7 3. Display Solutions. In order to display the results of the analysis, select the Set Options for Current View icon located in the top left corner of the RISA-2D window. a. To Display Shear and Moment Diagrams. Select the Members tab and look to the right under the section labeled Member Results. Select Shear in the drop down menu and click OK. This will display the shear diagram. To display the Moment diagram, repeat the process but select Moment in the drop down menu. The results for the shear and moment diagrams should look like the figures below: Shear Diagram Moment Diagram

8 b. To Display Reaction Forces. Select the Joints Tab and look at the section labeled Show the Reactions on the right-hand side. Check the boxes for x-direction and y-direction and also the box labeled Include the Magnitude. Then Press OK. The results should look like the figure shown below.

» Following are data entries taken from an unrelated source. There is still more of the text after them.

//! Marketplace client library
//!
//! The decision core behind a peer-to-peer barter marketplace front end:
//! a pure exchange-rule engine (quantity aggregation, rule evaluation,
//! count resolution, eligibility gating), an HTTP client for the remote
//! ledger, a session account cache, and the accept/create/listing flows
//! that tie them together.

pub mod config;
pub mod engine;
pub mod flows;
pub mod ledger_client;
pub mod models;
pub mod session;

// Re-export public types for convenience
pub use config::{ApiConfig, MarketplaceConfig, SessionConfig};
pub use engine::eligibility::{can_accept_offer, can_offer_resource, can_request_resource};
pub use engine::quantities::{resource_quantities, AccountSnapshot};
pub use engine::resolver::{resolve_exchange, ExchangeTerms, ResolvedExchange};
pub use flows::accept::{AcceptFlow, AssetOption};
pub use flows::create::CreateOfferFlow;
pub use flows::listing::{
    load_offer_board, load_resource_board, AnnotatedOffer, OfferBoard, ResourceBoard,
};
pub use ledger_client::{ApiError, LedgerClient};
pub use models::{
    Account, Asset, NewAsset, NewOffer, Offer, OfferAcceptance, OfferStatus, Resource, Rule,
};
pub use session::Session;
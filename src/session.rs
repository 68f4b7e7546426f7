//! Session account cache
//!
//! Holds the observed identity (a hex public key) and a cached snapshot of
//! its ledger account. The cache is keyed by public key: whenever the
//! observed key differs from the cached account's key the snapshot is
//! refetched, never served stale across an identity change. With no key
//! set, the session is anonymous and `account()` yields `None` - a normal
//! state, not an error.

use std::sync::Arc;

use anyhow::{Context, Result};
use tokio::sync::RwLock;
use tracing::{debug, info};

use crate::ledger_client::{ApiError, LedgerClient};
use crate::models::Account;

pub struct Session {
    client: Arc<LedgerClient>,
    /// Observed identity; `None` while logged out
    public_key: RwLock<Option<String>>,
    /// Cached account snapshot for the observed identity
    cached: RwLock<Option<Account>>,
}

impl Session {
    /// Create a session, optionally already logged in.
    pub fn new(client: Arc<LedgerClient>, public_key: Option<String>) -> Result<Self> {
        if let Some(key) = &public_key {
            validate_public_key(key)?;
        }
        Ok(Self {
            client,
            public_key: RwLock::new(public_key),
            cached: RwLock::new(None),
        })
    }

    /// Switch the session to a new identity. The cached account is left in
    /// place; the key mismatch makes the next `account()` call refetch.
    pub async fn login(&self, public_key: &str) -> Result<()> {
        validate_public_key(public_key)?;
        info!(public_key, "session identity changed");
        *self.public_key.write().await = Some(public_key.to_string());
        Ok(())
    }

    /// Clear the identity and the cached account.
    pub async fn logout(&self) {
        *self.public_key.write().await = None;
        *self.cached.write().await = None;
    }

    /// The currently observed public key, if any.
    pub async fn public_key(&self) -> Option<String> {
        self.public_key.read().await.clone()
    }

    /// The session account: `None` while anonymous, the cached snapshot
    /// while the identity matches, a fresh fetch otherwise.
    ///
    /// A key the ledger has no account for also yields `None`: an
    /// unregistered identity disables actions the same way no identity
    /// does.
    pub async fn account(&self) -> Result<Option<Account>, ApiError> {
        let Some(public_key) = self.public_key().await else {
            return Ok(None);
        };

        {
            let cached = self.cached.read().await;
            if let Some(account) = cached.as_ref() {
                if account.public_key == public_key {
                    return Ok(Some(account.clone()));
                }
            }
        }

        debug!(public_key, "session cache miss, fetching account");
        let account = match self.client.get_account(&public_key).await {
            Ok(account) => account,
            Err(err) if err.is_not_found() => {
                *self.cached.write().await = None;
                return Ok(None);
            }
            Err(err) => return Err(err),
        };

        *self.cached.write().await = Some(account.clone());
        Ok(Some(account))
    }

    /// Drop the cached snapshot so the next read refetches. Flows call
    /// this after a submission settles, since asset quantities will have
    /// changed on the ledger.
    pub async fn invalidate(&self) {
        *self.cached.write().await = None;
    }
}

fn validate_public_key(key: &str) -> Result<()> {
    if key.is_empty() {
        anyhow::bail!("public key must not be empty");
    }
    hex::decode(key).with_context(|| format!("public key {} is not valid hex", key))?;
    Ok(())
}
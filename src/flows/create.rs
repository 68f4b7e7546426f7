//! Create-offer flow
//!
//! Form state for publishing a new offer, optionally creating the target
//! asset alongside it. Validity is recomputed from current state before
//! every render of the submit control, and `submit` refuses invalid
//! state rather than relying on the ledger to reject it.

use std::collections::BTreeSet;
use std::sync::Arc;
use std::time::Duration;

use anyhow::{Context, Result};
use tracing::info;
use uuid::Uuid;

use crate::ledger_client::{ApiError, LedgerClient};
use crate::models::{Asset, NewAsset, NewOffer, Resource, Rule};
use crate::session::Session;

/// Filter an account's assets for one side of the form: restricted to a
/// resource when the flow was opened from a resource row, otherwise all
/// assets ordered by resource then label.
fn candidate_assets(assets: &[Asset], resource: Option<&str>) -> Vec<Asset> {
    match resource {
        Some(name) => assets
            .iter()
            .filter(|asset| asset.resource == name)
            .cloned()
            .collect(),
        None => {
            let mut sorted = assets.to_vec();
            sorted.sort_by(|a, b| {
                (a.resource.as_str(), a.label.as_deref())
                    .cmp(&(b.resource.as_str(), b.label.as_deref()))
            });
            sorted
        }
    }
}

pub struct CreateOfferFlow {
    client: Arc<LedgerClient>,
    session: Arc<Session>,
    /// Resources for the new-asset dropdown; empty when the target side
    /// was fixed by the caller
    resources: Vec<Resource>,
    sources: Vec<Asset>,
    targets: Vec<Asset>,
    source: Option<Uuid>,
    target: Option<Uuid>,
    /// True once the free option is chosen: no payment requested
    free: bool,
    /// True once the new-asset option is chosen for the target side
    has_new_asset: bool,
    settle_delay: Duration,

    pub label: Option<String>,
    pub description: Option<String>,
    pub source_quantity: u64,
    pub target_quantity: u64,
    pub new_asset_label: Option<String>,
    pub new_asset_description: Option<String>,
    pub new_asset_resource: Option<String>,
    pub exchange_once: bool,
    pub exchange_once_per_account: bool,
    /// Comma-separated public keys for the allow-list rule
    pub limited_to_accounts: Option<String>,
}

impl CreateOfferFlow {
    /// Initialize the flow, optionally pinned to a source resource (the
    /// "offer" action on a resource row) or a target resource (the
    /// "request" action).
    ///
    /// Requires a session account; the resource catalog and the account
    /// resolve before any candidate lists are built.
    pub async fn init(
        client: Arc<LedgerClient>,
        session: Arc<Session>,
        source_resource: Option<&str>,
        target_resource: Option<&str>,
        settle_delay: Duration,
    ) -> Result<Self> {
        let (account, resources) = tokio::try_join!(
            session.account(),
            fetch_resources(&client, target_resource.is_none()),
        )?;
        let account = account.context("creating an offer requires a logged-in account")?;

        let sources = candidate_assets(&account.assets, source_resource);
        let targets = candidate_assets(&account.assets, target_resource);

        let source = source_resource.and_then(|_| sources.first().map(|asset| asset.id));
        let target = target_resource.and_then(|_| targets.first().map(|asset| asset.id));

        Ok(Self {
            client,
            session,
            resources,
            sources,
            targets,
            source,
            target,
            free: false,
            has_new_asset: false,
            settle_delay,
            label: None,
            description: None,
            source_quantity: 0,
            target_quantity: 0,
            new_asset_label: None,
            new_asset_description: None,
            new_asset_resource: None,
            exchange_once: false,
            exchange_once_per_account: false,
            limited_to_accounts: None,
        })
    }

    /// Candidate source assets for the offered side.
    pub fn sources(&self) -> &[Asset] {
        &self.sources
    }

    /// Candidate target assets for the requested side.
    pub fn targets(&self) -> &[Asset] {
        &self.targets
    }

    /// Resource catalog for the new-asset dropdown.
    pub fn resources(&self) -> &[Resource] {
        &self.resources
    }

    pub fn select_source(&mut self, id: Uuid) -> Result<()> {
        if !self.sources.iter().any(|asset| asset.id == id) {
            anyhow::bail!("asset {} is not a source candidate", id);
        }
        self.source = Some(id);
        Ok(())
    }

    /// Choose an existing asset as the target, clearing the free and
    /// new-asset states.
    pub fn select_target(&mut self, id: Uuid) -> Result<()> {
        if !self.targets.iter().any(|asset| asset.id == id) {
            anyhow::bail!("asset {} is not a target candidate", id);
        }
        self.target = Some(id);
        self.free = false;
        self.has_new_asset = false;
        Ok(())
    }

    /// Make the offer free: no target asset, no payment.
    pub fn select_free(&mut self) {
        self.target = None;
        self.free = true;
        self.has_new_asset = false;
    }

    /// Request payment into an asset created on submission.
    pub fn select_new_target(&mut self) {
        self.target = None;
        self.free = false;
        self.has_new_asset = true;
    }

    pub fn is_free(&self) -> bool {
        self.free
    }

    pub fn has_new_asset(&self) -> bool {
        self.has_new_asset
    }

    /// Whether the form is submittable: a source asset and a positive
    /// source quantity, and - unless the offer is free - a positive
    /// target quantity plus either a chosen target asset or a resource
    /// for the new one.
    pub fn is_valid(&self) -> bool {
        if self.source.is_none() || self.source_quantity == 0 {
            return false;
        }
        if self.free {
            return true;
        }
        if self.target_quantity == 0 {
            return false;
        }
        if self.has_new_asset {
            self.new_asset_resource.is_some()
        } else {
            self.target.is_some()
        }
    }

    /// Rules collected from the form's toggles and allow-list field.
    pub fn collected_rules(&self) -> Vec<Rule> {
        let mut rules = Vec::new();
        if self.exchange_once {
            rules.push(Rule::ExchangeOnce);
        }
        if self.exchange_once_per_account {
            rules.push(Rule::ExchangeOncePerAccount);
        }
        if let Some(keys) = &self.limited_to_accounts {
            let keys: BTreeSet<String> = keys
                .split(',')
                .map(|key| key.trim().to_string())
                .filter(|key| !key.is_empty())
                .collect();
            if !keys.is_empty() {
                rules.push(Rule::ExchangeLimitedToAccounts(keys));
            }
        }
        rules
    }

    /// Submit the offer: create the new target asset when chosen, post
    /// the offer, wait out the settle delay, and invalidate the session
    /// cache.
    pub async fn submit(self) -> Result<()> {
        if !self.is_valid() {
            anyhow::bail!("offer form is not submittable");
        }

        let target = if self.has_new_asset {
            let resource = self
                .new_asset_resource
                .clone()
                .context("new asset requires a resource")?;
            let created = self
                .client
                .create_asset(&NewAsset {
                    label: self.new_asset_label.clone(),
                    description: self.new_asset_description.clone(),
                    resource,
                })
                .await
                .context("failed to create target asset")?;
            Some(created.id)
        } else {
            self.target
        };

        let offer = NewOffer {
            label: self.label.clone(),
            description: self.description.clone(),
            source: self.source.context("offer form is not submittable")?,
            source_quantity: self.source_quantity,
            target,
            target_quantity: (!self.free).then_some(self.target_quantity),
            rules: self.collected_rules(),
        };
        let created = self
            .client
            .create_offer(&offer)
            .await
            .context("ledger rejected the offer")?;
        info!(offer = %created.id, "offer published");

        // Let the offer settle before anyone reloads listings
        tokio::time::sleep(self.settle_delay).await;
        self.session.invalidate().await;
        Ok(())
    }
}

/// The resource catalog is only needed when the target side is open; a
/// ledger with no resources yet is a normal empty state.
async fn fetch_resources(client: &LedgerClient, needed: bool) -> Result<Vec<Resource>, ApiError> {
    if !needed {
        return Ok(Vec::new());
    }
    match client.get_resources().await {
        Ok(resources) => Ok(resources),
        Err(err) if err.is_not_found() => Ok(Vec::new()),
        Err(err) => Err(err),
    }
}
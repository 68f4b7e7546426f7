//! Shared test helpers for marketplace client tests
//!
//! Constants and builders used across the unit tests: dummy identities,
//! ledger-style UUIDs, and model constructors.

#![allow(dead_code)]

use rand::RngCore;
use uuid::Uuid;

use marketplace_client::models::{Account, Asset, Offer, OfferStatus, Resource, Rule};

// ============================================================================
// CONSTANTS
// ============================================================================

/// Dummy public key for the session account (hex, 66 chars)
pub const DUMMY_KEY_USER: &str =
    "02aaaaaaaaaaaaaaaaaaaaaaaaaaaaaaaaaaaaaaaaaaaaaaaaaaaaaaaaaaaaaaaa";

/// Dummy public key for an offer/resource owner (hex, 66 chars)
pub const DUMMY_KEY_OWNER: &str =
    "02bbbbbbbbbbbbbbbbbbbbbbbbbbbbbbbbbbbbbbbbbbbbbbbbbbbbbbbbbbbbbbbb";

/// Dummy public key for a third account (hex, 66 chars)
pub const DUMMY_KEY_OTHER: &str =
    "02cccccccccccccccccccccccccccccccccccccccccccccccccccccccccccccccc";

/// Dummy offer id
pub const DUMMY_OFFER_ID: &str = "11111111-1111-1111-1111-111111111111";

/// Dummy asset ids
pub const DUMMY_ASSET_SOURCE: &str = "22222222-2222-2222-2222-222222222222";
pub const DUMMY_ASSET_TARGET: &str = "33333333-3333-3333-3333-333333333333";
pub const DUMMY_ASSET_USER_RECEIVE: &str = "44444444-4444-4444-4444-444444444444";
pub const DUMMY_ASSET_USER_PAY: &str = "55555555-5555-5555-5555-555555555555";

// ============================================================================
// BUILDERS
// ============================================================================

pub fn id(value: &str) -> Uuid {
    Uuid::parse_str(value).unwrap()
}

/// A random well-formed public key (hex, 66 chars).
pub fn random_public_key() -> String {
    let mut bytes = [0u8; 33];
    rand::thread_rng().fill_bytes(&mut bytes);
    hex::encode(bytes)
}

pub fn asset(asset_id: &str, account: &str, resource: &str, quantity: u64) -> Asset {
    Asset {
        id: id(asset_id),
        label: None,
        description: None,
        account: account.to_string(),
        resource: resource.to_string(),
        quantity,
    }
}

pub fn account(public_key: &str, assets: Vec<Asset>) -> Account {
    Account {
        public_key: public_key.to_string(),
        label: None,
        description: None,
        assets,
    }
}

pub fn resource(name: &str, owners: &[&str], rules: Vec<Rule>) -> Resource {
    Resource {
        name: name.to_string(),
        description: None,
        owners: owners.iter().map(|owner| owner.to_string()).collect(),
        rules,
    }
}

/// An open offer from the dummy owner: `source_quantity` of the source
/// asset per exchange, against `target_quantity` into the target asset.
pub fn offer(source_quantity: u64, target: Option<&str>, target_quantity: u64) -> Offer {
    Offer {
        id: id(DUMMY_OFFER_ID),
        label: None,
        description: None,
        owners: vec![DUMMY_KEY_OWNER.to_string()],
        source: id(DUMMY_ASSET_SOURCE),
        source_quantity,
        target: target.map(id),
        target_quantity,
        rules: Vec::new(),
        status: OfferStatus::Open,
    }
}
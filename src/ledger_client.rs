//! Marketplace Ledger API Client
//!
//! HTTP client for the remote ledger's REST gateway. Provides the account,
//! offer, resource, and asset endpoints the flows depend on. All methods
//! are a single request with no retries; a failed submission requires
//! explicit re-initiation by the caller.

use std::time::Duration;

use reqwest::StatusCode;
use serde::de::DeserializeOwned;
use serde::Deserialize;
use thiserror::Error;
use tracing::debug;
use uuid::Uuid;

use crate::config::ApiConfig;
use crate::models::{Account, Asset, NewAsset, NewOffer, Offer, OfferAcceptance, Resource};

/// Errors surfaced by the ledger API.
///
/// Flows branch on `NotFound` to distinguish benign-absent state (empty
/// listings, unregistered session keys) from real failures; everything
/// else aborts the calling flow.
#[derive(Debug, Error)]
pub enum ApiError {
    /// The requested entity does not exist on the ledger
    #[error("not found: {0}")]
    NotFound(String),
    /// The ledger rejected the request (validation, closed offer, ...)
    #[error("ledger rejected the request ({status}): {message}")]
    Ledger { status: u16, message: String },
    /// The request never produced a response
    #[error("failed to reach the ledger")]
    Transport(#[from] reqwest::Error),
    /// The response body did not match the expected shape
    #[error("failed to decode ledger response")]
    Decode(#[source] reqwest::Error),
}

impl ApiError {
    pub fn is_not_found(&self) -> bool {
        matches!(self, ApiError::NotFound(_))
    }
}

/// Error body the ledger gateway attaches to rejections.
#[derive(Debug, Deserialize)]
struct ErrorBody {
    error: String,
}

/// HTTP client for the marketplace ledger REST API.
///
/// Holds one shared `reqwest::Client`; cheap to clone indirectly via
/// `Arc` in the flows.
pub struct LedgerClient {
    /// Base URL of the ledger gateway (e.g., "http://127.0.0.1:8000")
    base_url: String,
    /// HTTP client instance
    client: reqwest::Client,
}

impl LedgerClient {
    /// Create a new client from the API configuration.
    pub fn new(config: &ApiConfig) -> Result<Self, ApiError> {
        let client = reqwest::Client::builder()
            .timeout(Duration::from_millis(config.timeout_ms))
            .build()?;

        Ok(Self {
            base_url: config.base_url.trim_end_matches('/').to_string(),
            client,
        })
    }

    /// Fetch one account by public key.
    pub async fn get_account(&self, public_key: &str) -> Result<Account, ApiError> {
        self.get(&format!("accounts/{}", public_key)).await
    }

    /// Fetch every account, with assets. Listing flows use this to pair
    /// asset ids with resource names.
    pub async fn get_accounts(&self) -> Result<Vec<Account>, ApiError> {
        self.get("accounts").await
    }

    /// Fetch one offer by id.
    pub async fn get_offer(&self, id: Uuid) -> Result<Offer, ApiError> {
        self.get(&format!("offers/{}", id)).await
    }

    /// Fetch every offer.
    pub async fn get_offers(&self) -> Result<Vec<Offer>, ApiError> {
        self.get("offers").await
    }

    /// Fetch one resource by name, with its rules and owners.
    pub async fn get_resource(&self, name: &str) -> Result<Resource, ApiError> {
        self.get(&format!("resources/{}", name)).await
    }

    /// Fetch every resource.
    pub async fn get_resources(&self) -> Result<Vec<Resource>, ApiError> {
        self.get("resources").await
    }

    /// Create an asset for the session account. The ledger assigns the id
    /// and an initial quantity of zero.
    pub async fn create_asset(&self, asset: &NewAsset) -> Result<Asset, ApiError> {
        let url = format!("{}/assets", self.base_url);
        debug!(%url, resource = %asset.resource, "posting new asset");
        let response = self.client.post(&url).json(asset).send().await?;
        decode(response).await
    }

    /// Publish an offer for the session account.
    pub async fn create_offer(&self, offer: &NewOffer) -> Result<Offer, ApiError> {
        let url = format!("{}/offers", self.base_url);
        debug!(%url, source = %offer.source, "posting new offer");
        let response = self.client.post(&url).json(offer).send().await?;
        decode(response).await
    }

    /// Accept an offer with a resolved acceptance. The gateway responds
    /// with an empty body once the exchange is submitted for settlement.
    pub async fn accept_offer(
        &self,
        offer_id: Uuid,
        acceptance: &OfferAcceptance,
    ) -> Result<(), ApiError> {
        let url = format!("{}/offers/{}/accept", self.base_url, offer_id);
        debug!(%url, count = acceptance.count, "submitting acceptance");
        let response = self.client.patch(&url).json(acceptance).send().await?;
        expect_success(response).await
    }

    /// Close an offer, ending further acceptances. Only the offer's owner
    /// may close it; the ledger enforces this.
    pub async fn close_offer(&self, offer_id: Uuid) -> Result<(), ApiError> {
        let url = format!("{}/offers/{}/close", self.base_url, offer_id);
        debug!(%url, "closing offer");
        let response = self.client.patch(&url).send().await?;
        expect_success(response).await
    }

    async fn get<T: DeserializeOwned>(&self, path: &str) -> Result<T, ApiError> {
        let url = format!("{}/{}", self.base_url, path);
        debug!(%url, "fetching");
        let response = self.client.get(&url).send().await?;
        decode(response).await
    }
}

/// Map a response to the decoded body or the error taxonomy.
async fn decode<T: DeserializeOwned>(response: reqwest::Response) -> Result<T, ApiError> {
    let response = reject_errors(response).await?;
    response.json().await.map_err(ApiError::Decode)
}

/// Map a response to success, discarding any body.
async fn expect_success(response: reqwest::Response) -> Result<(), ApiError> {
    reject_errors(response).await.map(|_| ())
}

/// Turn non-success statuses into the error taxonomy, extracting the
/// gateway's `{"error": ...}` body when one is present.
async fn reject_errors(response: reqwest::Response) -> Result<reqwest::Response, ApiError> {
    let status = response.status();
    if status == StatusCode::NOT_FOUND {
        return Err(ApiError::NotFound(response.url().path().to_string()));
    }
    if !status.is_success() {
        let message = response
            .json::<ErrorBody>()
            .await
            .map(|body| body.error)
            .unwrap_or_else(|_| status.to_string());
        return Err(ApiError::Ledger {
            status: status.as_u16(),
            message,
        });
    }
    Ok(response)
}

9 c. To Display Displacement. Select the Deflection Diagrams tab and then select the option Load Combination. Since we only have one Load case, it is automatically selected and we do not have to specify the load case. Ignore the Animation options, and select a desired magnification factor. NOTE 8 After this is done, click OK. The results should look like the figure shown below. NOTE 8: For most simply supported beams, a magnification factor of 1 is sufficient, but as the stiffness of the designed beam increases or as the structures get more complicated, a higher magnification factor may be necessary to see the deflected shape. THIS CONCLUDES THE INSTRUCTIONS.